[Collected data]
◆ ◆ ◆ ◆ ◆

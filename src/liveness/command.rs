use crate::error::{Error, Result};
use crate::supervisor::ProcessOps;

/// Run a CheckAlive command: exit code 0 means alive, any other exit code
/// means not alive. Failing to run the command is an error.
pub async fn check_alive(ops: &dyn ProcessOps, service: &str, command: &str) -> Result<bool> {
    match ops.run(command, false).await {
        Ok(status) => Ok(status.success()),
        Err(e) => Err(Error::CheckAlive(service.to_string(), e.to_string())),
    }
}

◆ ◆ ◆ ◆ ◆

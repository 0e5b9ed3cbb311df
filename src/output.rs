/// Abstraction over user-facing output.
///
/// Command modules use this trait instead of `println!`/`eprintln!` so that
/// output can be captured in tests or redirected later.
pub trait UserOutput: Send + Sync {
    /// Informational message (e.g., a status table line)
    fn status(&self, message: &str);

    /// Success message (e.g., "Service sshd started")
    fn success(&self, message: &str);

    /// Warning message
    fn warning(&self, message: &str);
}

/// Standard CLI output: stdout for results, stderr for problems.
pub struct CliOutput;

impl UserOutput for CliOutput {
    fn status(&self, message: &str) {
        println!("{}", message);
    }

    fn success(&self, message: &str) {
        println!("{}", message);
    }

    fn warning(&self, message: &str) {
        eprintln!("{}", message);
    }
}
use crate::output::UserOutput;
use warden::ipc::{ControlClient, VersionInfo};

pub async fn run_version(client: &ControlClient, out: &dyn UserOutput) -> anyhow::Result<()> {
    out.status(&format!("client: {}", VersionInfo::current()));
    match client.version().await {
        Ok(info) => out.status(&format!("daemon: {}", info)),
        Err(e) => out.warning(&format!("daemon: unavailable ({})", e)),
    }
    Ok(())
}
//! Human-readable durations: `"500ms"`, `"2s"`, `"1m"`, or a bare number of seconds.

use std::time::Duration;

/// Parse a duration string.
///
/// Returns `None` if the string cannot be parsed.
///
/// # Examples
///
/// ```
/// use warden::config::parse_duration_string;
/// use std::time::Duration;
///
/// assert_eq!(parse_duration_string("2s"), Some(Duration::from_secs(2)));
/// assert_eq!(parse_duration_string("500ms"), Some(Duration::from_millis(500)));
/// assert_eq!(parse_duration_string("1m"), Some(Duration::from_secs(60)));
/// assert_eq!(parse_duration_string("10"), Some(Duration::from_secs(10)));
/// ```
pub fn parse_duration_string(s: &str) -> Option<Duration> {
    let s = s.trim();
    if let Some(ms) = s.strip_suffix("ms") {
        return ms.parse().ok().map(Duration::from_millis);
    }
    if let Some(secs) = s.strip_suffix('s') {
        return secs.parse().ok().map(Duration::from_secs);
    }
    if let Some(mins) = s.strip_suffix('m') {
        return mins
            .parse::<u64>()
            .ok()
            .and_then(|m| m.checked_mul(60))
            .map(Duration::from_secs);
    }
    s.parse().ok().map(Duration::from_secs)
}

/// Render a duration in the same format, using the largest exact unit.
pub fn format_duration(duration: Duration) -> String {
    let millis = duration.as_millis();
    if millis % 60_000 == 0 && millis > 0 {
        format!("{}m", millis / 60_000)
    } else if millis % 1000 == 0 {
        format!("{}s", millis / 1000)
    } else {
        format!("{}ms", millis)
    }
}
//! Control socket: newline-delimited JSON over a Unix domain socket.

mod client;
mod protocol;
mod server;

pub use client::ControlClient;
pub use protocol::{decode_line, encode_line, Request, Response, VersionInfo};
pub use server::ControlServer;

◆ ◆ ◆ ◆ ◆

Please give the number of lines in the entries above that hold "await", with no other words.

### YOUR RESPONSE
2